Re: hybrid approach ?

Ed Kearns (kearns@budoe.bu.edu)
Sat, 8 Feb 1997 22:18:16 -0500 (EST)

Hi Erik-

Glad you are still thinking of solutions! While we are figuring
things out we should cover every idea.

> Doug made mention of examining a possible hybrid approach for the WFD
> over/undershoot problem until a final solution is reached.

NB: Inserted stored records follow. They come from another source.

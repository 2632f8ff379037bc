//! Command-line interface definitions for News Scout.
//!
//! API keys can be given as flags but are normally read from the
//! environment.

use clap::Parser;
use std::path::PathBuf;

/// Find recent news about a company and rank it by business opportunity.
///
/// # Examples
///
/// ```sh
/// # Search term
/// news_scout "Snowflake" -n 10
///
/// # Company website; the brand name is inferred from the page
/// news_scout https://www.snowflake.com
///
/// # Custom settings and output directory
/// news_scout "Snowflake" -c ./news_scout.yaml -r ./out
/// ```
#[derive(Parser, Debug)]
#[command(author, version, about)]
pub struct Cli {
    /// Company website URL or search term
    pub query: String,

    /// Number of articles to retrieve (1-100)
    #[arg(short, long, default_value_t = 25, value_parser = clap::value_parser!(u16).range(1..=100))]
    pub num_articles: u16,

    /// Optional path to a YAML settings file
    #[arg(short, long)]
    pub config: Option<PathBuf>,

    /// Directory for the JSON, CSV and log files
    #[arg(short, long, default_value = "results")]
    pub results_dir: PathBuf,

    /// OpenAI API key; without it articles are scored heuristically
    #[arg(long, env = "OPENAI_API_KEY", hide_env_values = true)]
    pub openai_api_key: Option<String>,

    /// NewsAPI key
    #[arg(long, env = "NEWSAPI_KEY", hide_env_values = true)]
    pub newsapi_key: Option<String>,
}

#[cfg(test)]
mod tests {
    use super::*;

    #[test]
    fn test_cli_parsing() {
        let cli = Cli::parse_from([
            "news_scout",
            "https://www.snowflake.com",
            "--num-articles",
            "10",
            "--results-dir",
            "./out",
        ]);

        assert_eq!(cli.query, "https://www.snowflake.com");
        assert_eq!(cli.num_articles, 10);
        assert_eq!(cli.results_dir, PathBuf::from("./out"));
        assert!(cli.config.is_none());
    }

    #[test]
    fn test_cli_short_flags_and_defaults() {
        let cli = Cli::parse_from(["news_scout", "Snowflake", "-c", "/tmp/scout.yaml"]);

        assert_eq!(cli.num_articles, 25);
        assert_eq!(cli.results_dir, PathBuf::from("results"));
        assert_eq!(cli.config, Some(PathBuf::from("/tmp/scout.yaml")));
    }

    #[test]
    fn test_cli_rejects_out_of_range_count() {
        assert!(Cli::try_parse_from(["news_scout", "Snowflake", "-n", "0"]).is_err());
        assert!(Cli::try_parse_from(["news_scout", "Snowflake", "-n", "101"]).is_err());
        assert!(Cli::try_parse_from(["news_scout", "Snowflake", "-n", "100"]).is_ok());
    }

    #[test]
    fn test_cli_requires_query() {
        assert!(Cli::try_parse_from(["news_scout"]).is_err());
    }
}
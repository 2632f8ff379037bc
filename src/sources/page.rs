//! Article page downloads.

use super::HtmlFetcher;
use crate::config::Settings;
use crate::error::{ConfigError, FetchError};
use async_trait::async_trait;
use reqwest::Client;
use std::time::{Duration, Instant};
use tracing::{debug, instrument};

/// Many publishers refuse requests without a browser-like agent.
const USER_AGENT: &str = "Mozilla/5.0 (Windows NT 10.0; Win64; x64) AppleWebKit/537.36 (KHTML, like Gecko) Chrome/124.0 Safari/537.36";

/// [`HtmlFetcher`] over plain HTTP(S) with a fixed timeout and no retries.
#[derive(Debug, Clone)]
pub struct HttpFetcher {
    client: Client,
}

impl HttpFetcher {
    pub fn new(settings: &Settings) -> Result<Self, ConfigError> {
        let client = Client::builder()
            .timeout(Duration::from_secs(settings.page_timeout_secs))
            .user_agent(USER_AGENT)
            .build()?;
        Ok(Self { client })
    }
}

#[async_trait]
impl HtmlFetcher for HttpFetcher {
    #[instrument(level = "info", skip_all, fields(%url))]
    async fn fetch_html(&self, url: &str) -> Result<String, FetchError> {
        if url.trim().is_empty() {
            return Err(FetchError::EmptyUrl);
        }
        let t0 = Instant::now();
        let body = self
            .client
            .get(url)
            .send()
            .await?
            .error_for_status()?
            .text()
            .await?;
        debug!(
            bytes = body.len(),
            elapsed_ms = t0.elapsed().as_millis() as u64,
            "Fetched page"
        );
        Ok(body)
    }
}
//! Terminal progress feedback.
//!
//! The orchestrator reports through [`ProgressObserver`] and never touches
//! the terminal itself. [`ProgressBar`] wraps an `indicatif` bar with a steady
//! tick so the spinner keeps moving while an article fetch or oracle call
//! blocks.

use indicatif::{ProgressDrawTarget, ProgressStyle};
use std::time::Duration;

const REDRAW_INTERVAL: Duration = Duration::from_millis(200);

/// The last string is shown once the bar is finished.
const TICKS: &[&str] = &["|", "/", "-", "\\", "done"];

const BAR_TEMPLATE: &str = "[{bar:20}] {percent:>3}% ({pos}/{len}) (skipped: {msg})  {prefix}... {spinner}";
const SPINNER_TEMPLATE: &str = "{prefix}... {spinner}";

/// Receives per-article progress from the orchestrator.
pub trait ProgressObserver: Send + Sync {
    /// `index` articles of `total` have been handled, `skipped` of them
    /// dropped for lack of text.
    fn on_progress(&self, index: usize, total: usize, skipped: usize);
}

/// Observer that ignores every update.
#[cfg(test)]
#[derive(Debug, Default, Clone, Copy)]
pub struct NoProgress;

#[cfg(test)]
impl ProgressObserver for NoProgress {
    fn on_progress(&self, _index: usize, _total: usize, _skipped: usize) {}
}

#[cfg(test)]
#[derive(Debug, Default, Clone, Copy, PartialEq, Eq)]
pub struct Snapshot {
    pub count: usize,
    pub total: Option<usize>,
    pub skipped: usize,
}

fn bar_style() -> ProgressStyle {
    ProgressStyle::with_template(BAR_TEMPLATE)
        .expect("static template")
        .progress_chars("## ")
        .tick_strings(TICKS)
}

fn spinner_style() -> ProgressStyle {
    ProgressStyle::with_template(SPINNER_TEMPLATE)
        .expect("static template")
        .tick_strings(TICKS)
}

/// A progress bar, or a bare spinner until a total is known.
///
/// Draws to stderr, which `indicatif` leaves untouched when it is not a
/// terminal; updates are still recorded.
pub struct ProgressBar {
    bar: indicatif::ProgressBar,
}

impl ProgressBar {
    pub fn new(message: &str, total: Option<usize>) -> Self {
        Self::with_target(message, total, ProgressDrawTarget::stderr())
    }

    pub fn spinner(message: &str) -> Self {
        Self::new(message, None)
    }

    fn with_target(message: &str, total: Option<usize>, target: ProgressDrawTarget) -> Self {
        let bar = indicatif::ProgressBar::with_draw_target(total.map(|t| t as u64), target);
        bar.set_style(if total.is_some() { bar_style() } else { spinner_style() });
        bar.set_prefix(message.to_string());
        bar.set_message("0");
        bar.enable_steady_tick(REDRAW_INTERVAL);
        Self { bar }
    }

    #[cfg(test)]
    pub fn snapshot(&self) -> Snapshot {
        Snapshot {
            count: self.bar.position() as usize,
            total: self.bar.length().map(|l| l as usize),
            skipped: self.bar.message().parse().unwrap_or_default(),
        }
    }

    /// Stop ticking and leave the final line with `done` in place of the
    /// spinner.
    pub fn finish(self) {
        self.bar.finish();
    }
}

impl ProgressObserver for ProgressBar {
    fn on_progress(&self, index: usize, total: usize, skipped: usize) {
        if self.bar.length() != Some(total as u64) {
            self.bar.set_length(total as u64);
            self.bar.set_style(bar_style());
        }
        self.bar.set_position(index as u64);
        // The skipped count is rendered through `{msg}`.
        self.bar.set_message(skipped.to_string());
    }
}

BTW, although a hybrid solution may be the choice- I'd argue that we
have to our best shot at a permanent fix, rather than a fix while
we study some more.

> In this spirit, what about decreasing the DELAY TIME in the WFD STOP
> MASTER as a temporary "fix"? Currenly it is set at ~1 millisecond, a
> number that was defined based on the TOF of the slowest particle (in
> all geometries) we'd like to record together with some catalysis
> arguments. Given that the WFD hardware *as is* now records
> *everything* up to ~100 microseconds we may trivially change the
> camac lists that control the wait time of the stop master so that to
> match it.

In general, I echo Chris' email. To put it another way, I'd much
rather have several faces with a section of data missing than to miss
a face. Anyway, I've always thought we might reduce this number
slightly (800us?) once we knew exactly what acceptance we are
shooting for. But 20% isn't much help here (even for a hybrid fix).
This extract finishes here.